This analysis explores whether the new anti-corruption measures have had any significant impact on corruption levels in recipient countries. The ACM could have had an impact for two reasons, stemming from either the rationalist/utility-based or constructivist/normative perspective. First, on the normative side, the “anti-corruption norm” ensured that multilateral donors were serious about ODA being used for measures that fought corruption and improved governance in recipient states. As Barnett and Finnemore (2001) explain, “having established rules and norms, IOs are eager to spread the benefits of their expertise and often act as conveyor belts for the transmission of norms and models of ‘good’ behavior” and that “developing states continue to be a popular target for norm diffusion by IOs” (pp. 416–17). The inspiration for the anti-corruption norm is ideational or normative in the sense that IOs sought to combat a coercive element found in many developing states in order to improve governance and economic performance worldwide. Much like norms related to women's suffrage, non-proliferation, and human rights, they are driven by a select group of “idealist” states, then accepted by international actors (in this case IOs) and then “cascaded” throughout the system (DuBois 1994; Katzenstein 1996; Finnemore and Sikkink 1998). Whether the norms of “good governance” in this case are accepted domestically is of course a matter of self interest on the part of the developing country itself.

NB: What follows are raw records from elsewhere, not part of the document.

//! Attribute change dispatch

use std::rc::Weak;

use anyhow::Context;
use cel_dom::{AttributeChange, AttributeHook, Document, NodeId};

use crate::engine::EngineInner;
use crate::{Engine, Lifecycle, Result};

/// Document attribute hook forwarding changes to `attributeChanged`
pub(crate) struct AttributeDispatcher {
    engine: Weak<EngineInner>,
}

impl AttributeDispatcher {
    pub(crate) fn new(engine: Weak<EngineInner>) -> Self {
        Self { engine }
    }
}

impl AttributeHook for AttributeDispatcher {
    fn attribute_changed(
        &self,
        doc: &mut Document,
        element: NodeId,
        change: &AttributeChange,
    ) -> anyhow::Result<()> {
        let Some(inner) = self.engine.upgrade() else {
            return Ok(());
        };
        Engine::from_inner(inner).dispatch_attribute_change(doc, element, change)?;
        Ok(())
    }
}

impl Engine {
    /// Fire `attributeChanged` if the element is initialized, outside its
    /// own initialization hooks, and observes `change.name`
    pub fn dispatch_attribute_change(
        &self,
        doc: &mut Document,
        element: NodeId,
        change: &AttributeChange,
    ) -> Result<()> {
        let definition = {
            let states = self.inner.states.borrow();
            match states.get(element) {
                Some(state) if state.suppresses_attribute_changes() => {
                    tracing::trace!("Suppressed '{}' change on {:?} during init", change.name, element);
                    None
                }
                Some(state) => state.definition.clone(),
                None => None,
            }
        };
        let Some(definition) = definition else {
            return Ok(());
        };
        if !definition.observes(&change.name) {
            return Ok(());
        }
        let Some(callback) = definition.callbacks().attribute_changed.clone() else {
            return Ok(());
        };

        tracing::debug!(
            "<{}> {:?}: {} '{}' {:?} -> {:?}",
            definition.name(),
            element,
            Lifecycle::AttributeChanged,
            change.name,
            change.old_value,
            change.new_value
        );
        callback(doc, element, change).with_context(|| {
            format!("{} callback of <{}> failed", Lifecycle::AttributeChanged, definition.name())
        })?;
        Ok(())
    }
}
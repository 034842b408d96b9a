//! DOM Tree (arena-based allocation)
//!
//! Structural edits here are raw link operations. Validation and mutation
//! records live one layer up, in [`Document`](crate::Document).

use crate::{Namespace, Node, NodeData, NodeId};

#[derive(Debug)]
struct Slot {
    generation: u32,
    node: Option<Node>,
}

/// Arena-based DOM tree
#[derive(Debug)]
pub struct DomTree {
    slots: Vec<Slot>,
    /// Indices of freed slots, reused LIFO
    free: Vec<u32>,
    root: NodeId,
}

impl Default for DomTree {
    fn default() -> Self {
        Self::new()
    }
}

impl DomTree {
    /// Create a tree holding only the document node
    pub fn new() -> Self {
        let mut tree = Self {
            slots: Vec::new(),
            free: Vec::new(),
            root: NodeId::NONE,
        };
        tree.root = tree.alloc(Node::document());
        tree
    }

    /// The document node
    #[inline]
    pub fn root(&self) -> NodeId {
        self.root
    }

    fn alloc(&mut self, node: Node) -> NodeId {
        if let Some(index) = self.free.pop() {
            let slot = &mut self.slots[index as usize];
            slot.node = Some(node);
            return NodeId::from_raw_parts(index, slot.generation);
        }
        let index = self.slots.len() as u32;
        self.slots.push(Slot {
            generation: 0,
            node: Some(node),
        });
        NodeId::from_raw_parts(index, 0)
    }

    /// Get a node by ID
    pub fn get(&self, id: NodeId) -> Option<&Node> {
        let slot = self.slots.get(id.index() as usize)?;
        if slot.generation != id.generation() {
            return None;
        }
        slot.node.as_ref()
    }

    /// Get a mutable node by ID
    pub fn get_mut(&mut self, id: NodeId) -> Option<&mut Node> {
        let slot = self.slots.get_mut(id.index() as usize)?;
        if slot.generation != id.generation() {
            return None;
        }
        slot.node.as_mut()
    }

    /// Check the id resolves to a live node
    #[inline]
    pub fn contains(&self, id: NodeId) -> bool {
        self.get(id).is_some()
    }

    /// Number of live nodes in the tree
    pub fn len(&self) -> usize {
        self.slots.len() - self.free.len()
    }

    /// Check if the tree holds only the document node
    pub fn is_empty(&self) -> bool {
        self.len() <= 1
    }

    pub fn create_element(&mut self, name: &str) -> NodeId {
        self.alloc(Node::element(name, Namespace::Html))
    }

    pub fn create_element_ns(&mut self, namespace: Namespace, name: &str) -> NodeId {
        self.alloc(Node::element(name, namespace))
    }

    pub fn create_text(&mut self, content: &str) -> NodeId {
        self.alloc(Node::text(content))
    }

    pub fn create_comment(&mut self, content: &str) -> NodeId {
        self.alloc(Node::comment(content))
    }

    pub fn create_document_fragment(&mut self) -> NodeId {
        self.alloc(Node::fragment())
    }

    /// Parent of a node, if it has one
    pub fn parent(&self, id: NodeId) -> Option<NodeId> {
        self.get(id)
            .map(|n| n.parent)
            .filter(|p| p.is_valid())
    }

    /// Children of a node, empty when its `childNodes` surface is masked
    pub fn children(&self, id: NodeId) -> Children<'_> {
        let first = match self.get(id) {
            Some(node) if !node.child_nodes_masked => node.first_child,
            _ => NodeId::NONE,
        };
        Children {
            tree: self,
            next: first,
        }
    }

    /// First child, `None` when childless or masked
    pub fn first_child(&self, id: NodeId) -> Option<NodeId> {
        self.children(id).next()
    }

    pub fn next_sibling(&self, id: NodeId) -> Option<NodeId> {
        self.get(id)
            .map(|n| n.next_sibling)
            .filter(|s| s.is_valid())
    }

    /// Children ignoring surface masks
    pub(crate) fn raw_children(&self, id: NodeId) -> Vec<NodeId> {
        let mut out = Vec::new();
        let mut next = self.get(id).map_or(NodeId::NONE, |n| n.first_child);
        while let Some(node) = self.get(next) {
            out.push(next);
            next = node.next_sibling;
        }
        out
    }

    /// Tag name of an element, `None` for other nodes or masked elements
    pub fn tag_name(&self, id: NodeId) -> Option<&str> {
        let node = self.get(id)?;
        if node.tag_name_masked {
            return None;
        }
        node.as_element().map(|e| e.name.as_str())
    }

    pub fn get_attribute(&self, id: NodeId, name: &str) -> Option<&str> {
        self.get(id)?.as_element()?.get_attr(name)
    }

    pub fn has_attribute(&self, id: NodeId, name: &str) -> bool {
        self.get_attribute(id, name).is_some()
    }

    /// Attribute names in insertion order
    pub fn attribute_names(&self, id: NodeId) -> Vec<String> {
        self.get(id)
            .and_then(Node::as_element)
            .map(|e| e.attrs.iter().map(|a| a.name.clone()).collect())
            .unwrap_or_default()
    }

    /// Check `ancestor` is `node` or one of its ancestors
    pub fn is_inclusive_ancestor(&self, ancestor: NodeId, node: NodeId) -> bool {
        let mut current = node;
        while let Some(n) = self.get(current) {
            if current == ancestor {
                return true;
            }
            current = n.parent;
        }
        false
    }

    /// Check the node is reachable from the document node
    pub fn is_connected(&self, id: NodeId) -> bool {
        self.contains(id) && self.is_inclusive_ancestor(self.root, id)
    }

    /// Elements under `root` (inclusive) with the given local name, in tree order
    pub fn elements_by_tag_name(&self, root: NodeId, name: &str) -> Vec<NodeId> {
        self.descendants(root)
            .filter(|&id| self.tag_name(id) == Some(name))
            .collect()
    }

    /// Link `child` into `parent` before `reference` (append if NONE).
    ///
    /// `child` must already be unlinked.
    pub(crate) fn link(&mut self, parent: NodeId, child: NodeId, reference: NodeId) {
        let prev = if reference.is_valid() {
            self.get(reference).map_or(NodeId::NONE, |n| n.prev_sibling)
        } else {
            self.get(parent).map_or(NodeId::NONE, |n| n.last_child)
        };

        if let Some(node) = self.get_mut(child) {
            node.parent = parent;
            node.prev_sibling = prev;
            node.next_sibling = reference;
        }
        match self.get_mut(prev) {
            Some(p) => p.next_sibling = child,
            None => {
                if let Some(p) = self.get_mut(parent) {
                    p.first_child = child;
                }
            }
        }
        match self.get_mut(reference) {
            Some(r) => r.prev_sibling = child,
            None => {
                if let Some(p) = self.get_mut(parent) {
                    p.last_child = child;
                }
            }
        }
    }

    /// Unlink a node from its parent and siblings
    pub(crate) fn unlink(&mut self, child: NodeId) {
        let Some(node) = self.get(child) else {
            return;
        };
        let (parent, prev, next) = (node.parent, node.prev_sibling, node.next_sibling);

        match self.get_mut(prev) {
            Some(p) => p.next_sibling = next,
            None => {
                if let Some(p) = self.get_mut(parent) {
                    p.first_child = next;
                }
            }
        }
        match self.get_mut(next) {
            Some(n) => n.prev_sibling = prev,
            None => {
                if let Some(p) = self.get_mut(parent) {
                    p.last_child = prev;
                }
            }
        }
        if let Some(node) = self.get_mut(child) {
            node.parent = NodeId::NONE;
            node.prev_sibling = NodeId::NONE;
            node.next_sibling = NodeId::NONE;
        }
    }

    /// Free an unlinked subtree; its ids go stale
    pub(crate) fn free_subtree(&mut self, root: NodeId) {
        let mut stack = vec![root];
        while let Some(id) = stack.pop() {
            stack.extend(self.raw_children(id));
            let slot = &mut self.slots[id.index() as usize];
            slot.node = None;
            slot.generation = slot.generation.wrapping_add(1);
            self.free.push(id.index());
        }
    }

    pub(crate) fn is_document(&self, id: NodeId) -> bool {
        matches!(self.get(id).map(|n| &n.data), Some(NodeData::Document))
    }
}

/// Iterator over the children of a node
pub struct Children<'a> {
    tree: &'a DomTree,
    next: NodeId,
}

impl Iterator for Children<'_> {
    type Item = NodeId;

    fn next(&mut self) -> Option<Self::Item> {
        let node = self.tree.get(self.next)?;
        let current = self.next;
        self.next = node.next_sibling;
        Some(current)
    }
}
//! DOM Node
//!
//! Nodes live in the [`DomTree`](crate::DomTree) arena and link to each
//! other through [`NodeId`]s instead of pointers.

use crate::NodeId;

/// DOM Node - Core structure
#[derive(Debug)]
pub struct Node {
    /// Parent node (NONE if detached or root)
    pub parent: NodeId,
    /// First child
    pub first_child: NodeId,
    /// Last child (for O(1) append)
    pub last_child: NodeId,
    /// Previous sibling
    pub prev_sibling: NodeId,
    /// Next sibling
    pub next_sibling: NodeId,
    /// Node-specific data
    pub data: NodeData,
    /// `tagName` surface is missing on this node
    pub(crate) tag_name_masked: bool,
    /// `childNodes` surface is missing on this node
    pub(crate) child_nodes_masked: bool,
}

impl Node {
    fn with_data(data: NodeData) -> Self {
        Self {
            parent: NodeId::NONE,
            first_child: NodeId::NONE,
            last_child: NodeId::NONE,
            prev_sibling: NodeId::NONE,
            next_sibling: NodeId::NONE,
            data,
            tag_name_masked: false,
            child_nodes_masked: false,
        }
    }

    /// Create a new element node
    pub fn element(name: &str, namespace: Namespace) -> Self {
        Self::with_data(NodeData::Element(ElementData::new(name, namespace)))
    }

    /// Create a new text node
    pub fn text(content: &str) -> Self {
        Self::with_data(NodeData::Text(content.to_string()))
    }

    /// Create a new comment node
    pub fn comment(content: &str) -> Self {
        Self::with_data(NodeData::Comment(content.to_string()))
    }

    /// Create a document node
    pub fn document() -> Self {
        Self::with_data(NodeData::Document)
    }

    /// Create a document fragment node
    pub fn fragment() -> Self {
        Self::with_data(NodeData::DocumentFragment)
    }

    /// Check if this is an element
    #[inline]
    pub fn is_element(&self) -> bool {
        matches!(self.data, NodeData::Element(_))
    }

    /// Check if this is a document fragment
    #[inline]
    pub fn is_fragment(&self) -> bool {
        matches!(self.data, NodeData::DocumentFragment)
    }

    /// Check if this node may have children
    #[inline]
    pub fn is_container(&self) -> bool {
        matches!(
            self.data,
            NodeData::Document | NodeData::DocumentFragment | NodeData::Element(_)
        )
    }

    /// Get element data if this is an element
    #[inline]
    pub fn as_element(&self) -> Option<&ElementData> {
        match &self.data {
            NodeData::Element(e) => Some(e),
            _ => None,
        }
    }

    /// Get mutable element data
    #[inline]
    pub fn as_element_mut(&mut self) -> Option<&mut ElementData> {
        match &mut self.data {
            NodeData::Element(e) => Some(e),
            _ => None,
        }
    }

    /// Get text content if this is a text node
    #[inline]
    pub fn as_text(&self) -> Option<&str> {
        match &self.data {
            NodeData::Text(t) => Some(t),
            _ => None,
        }
    }
}

/// Node-specific data
#[derive(Debug)]
pub enum NodeData {
    /// Document root
    Document,
    /// Detached container whose children move on insertion
    DocumentFragment,
    /// Element
    Element(ElementData),
    /// Text content
    Text(String),
    /// Comment
    Comment(String),
}

/// Element namespace
#[derive(Debug, Clone, Copy, PartialEq, Eq, Hash, Default)]
pub enum Namespace {
    #[default]
    Html,
    Svg,
}

/// Element-specific data
#[derive(Debug)]
pub struct ElementData {
    /// Local name, ASCII-lowercased for HTML elements
    pub name: String,
    pub namespace: Namespace,
    /// Attributes in insertion order
    pub attrs: Vec<Attribute>,
}

impl ElementData {
    pub fn new(name: &str, namespace: Namespace) -> Self {
        let name = match namespace {
            Namespace::Html => name.to_ascii_lowercase(),
            Namespace::Svg => name.to_string(),
        };
        Self {
            name,
            namespace,
            attrs: Vec::new(),
        }
    }

    /// Get an attribute value
    pub fn get_attr(&self, name: &str) -> Option<&str> {
        self.attrs
            .iter()
            .find(|a| a.name == name)
            .map(|a| a.value.as_str())
    }

    /// Set an attribute, returning the previous value
    pub fn set_attr(&mut self, name: &str, value: &str) -> Option<String> {
        if let Some(attr) = self.attrs.iter_mut().find(|a| a.name == name) {
            return Some(std::mem::replace(&mut attr.value, value.to_string()));
        }
        self.attrs.push(Attribute {
            name: name.to_string(),
            value: value.to_string(),
        });
        None
    }

    /// Remove an attribute, returning its value
    pub fn remove_attr(&mut self, name: &str) -> Option<String> {
        let pos = self.attrs.iter().position(|a| a.name == name)?;
        Some(self.attrs.remove(pos).value)
    }
}

/// Attribute
#[derive(Debug, Clone, PartialEq, Eq)]
pub struct Attribute {
    pub name: String,
    pub value: String,
}

/// Attribute mutation as seen by hooks and `attributeChanged`.
///
/// `None` stands for an absent attribute on either side.
#[derive(Debug, Clone, PartialEq, Eq)]
pub struct AttributeChange {
    pub name: String,
    pub old_value: Option<String>,
    pub new_value: Option<String>,
}

#[cfg(test)]
mod tests {
    use super::*;

    #[test]
    fn test_html_names_are_lowercased() {
        let elem = ElementData::new("X-Foo", Namespace::Html);
        assert_eq!(elem.name, "x-foo");

        let svg = ElementData::new("linearGradient", Namespace::Svg);
        assert_eq!(svg.name, "linearGradient");
    }

    #[test]
    fn test_set_attr_returns_previous() {
        let mut elem = ElementData::new("div", Namespace::Html);
        assert_eq!(elem.set_attr("title", "a"), None);
        assert_eq!(elem.set_attr("title", "b"), Some("a".to_string()));
        assert_eq!(elem.get_attr("title"), Some("b"));
        assert_eq!(elem.attrs.len(), 1);
    }

    #[test]
    fn test_remove_attr() {
        let mut elem = ElementData::new("div", Namespace::Html);
        elem.set_attr("id", "main");
        assert_eq!(elem.remove_attr("id"), Some("main".to_string()));
        assert_eq!(elem.remove_attr("id"), None);
        assert!(elem.attrs.is_empty());
    }

    #[test]
    fn test_node_kinds() {
        assert!(Node::element("div", Namespace::Html).is_container());
        assert!(Node::fragment().is_fragment());
        assert!(!Node::text("hi").is_container());
        assert_eq!(Node::text("hi").as_text(), Some("hi"));
        assert!(Node::comment("c").as_element().is_none());
    }
}
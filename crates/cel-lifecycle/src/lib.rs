//! cel-lifecycle: custom element lifecycle engine
//!
//! Keeps user-defined element lifecycles in sync with a [`cel_dom::Document`]:
//! elements are created and rendered once, notified when they enter and leave
//! the document, and told about changes to the attributes they observe.
//!
//! ```ignore
//! let engine = Engine::new(EngineConfig::default());
//! engine.attach(&mut doc)?;
//! let handle = engine.register(&mut doc, "x-counter", DefinitionConfig::new()
//!     .observed_attributes(["count"])
//!     .attached(|_, _| Ok(())))?;
//! let el = handle.create(&mut doc)?;
//! ```

mod attributes;
mod config;
mod definition;
mod document_observer;
mod engine;
mod error;
mod ignored;
mod init;
mod ready;
mod registry;
mod state;

pub use config::EngineConfig;
pub use definition::{
    dash_case, AttributeChangedHook, Callbacks, Definition, DefinitionConfig, Lifecycle,
    LifecycleHook, PropConfig,
};
pub use document_observer::DocumentObserver;
pub use engine::{ElementHandle, Engine};
pub use error::{LifecycleError, Result};
pub use ignored::{closest_ignored, is_ignored};
pub use init::InitOptions;
pub use registry::Registry;
pub use state::{InitStatus, ReadyCallback};
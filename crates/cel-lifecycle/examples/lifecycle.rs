//! Lifecycle walkthrough
//!
//! Run with `RUST_LOG=cel_lifecycle=debug` to see every transition.

use cel_dom::Document;
use cel_lifecycle::{DefinitionConfig, Engine, EngineConfig, PropConfig};
use tracing_subscriber::EnvFilter;

fn main() -> anyhow::Result<()> {
    tracing_subscriber::fmt()
        .with_env_filter(EnvFilter::from_default_env())
        .init();

    let mut doc = Document::new();
    let engine = Engine::new(EngineConfig::default());
    engine.attach(&mut doc)?;

    let counter = engine.register(
        &mut doc,
        "x-counter",
        DefinitionConfig::new()
            .prop("startAt", PropConfig { attribute: true })
            .render(|doc, id| {
                let label = doc.create_text("0");
                doc.append_child(id, label)?;
                Ok(())
            })
            .attached(|_, id| {
                println!("{id:?} attached");
                Ok(())
            })
            .detached(|_, id| {
                println!("{id:?} detached");
                Ok(())
            })
            .attribute_changed(|_, id, change| {
                println!("{id:?} {} = {:?}", change.name, change.new_value);
                Ok(())
            }),
    )?;

    let el = counter.create(&mut doc)?;
    engine.ready(&mut doc, el, |_, id| {
        println!("{id:?} ready");
        Ok(())
    });

    let body = doc.body();
    doc.append_child(body, el)?;
    doc.perform_microtask_checkpoint()?;

    doc.set_attribute(el, "start-at", "10")?;

    doc.remove_child(body, el)?;
    doc.perform_microtask_checkpoint()?;

    println!("{engine:?}");
    Ok(())
}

Second, as Finnemore and Sikkink (1998) note, “in addition, international norms must always work their influence through the filter of domestic structures and domestic norms, which can produce important variations in compliance and interpretation of these norms” (p. 893). This “two-level game” (Putnam 1988) between international ideas and domestic change leads into the rational side, where both the donors and recipients have incentives to push for good governance reforms when channels of multilateral ODA are established. In the case of recipient states acting rationally in their own interest, I posit that states are concerned with two simultaneous issues—reputation and future aid. States receiving multilateral ODA that are strongly tied to anti-corruption and good governance stipulations must in return make at least minimal reforms or else face the consequences of obtaining a poor reputation and face foreign aid cuts from skeptical donors in the future. It is therefore in their interest to comply so as to obtain such aid in the future. The reputation concerns also impact the multilateral donors—that the conditional policies tied to ODA actually have an impact after the aid is received by the recipient country. The less reform is observed in recipient countries, the less relevant donor IOs become and future stipulations of reform are likely to be taken less seriously by developing states. Consequently, the donors have incentives to monitor recipients so as to ensure some necessary changes are made with respect to improving governance.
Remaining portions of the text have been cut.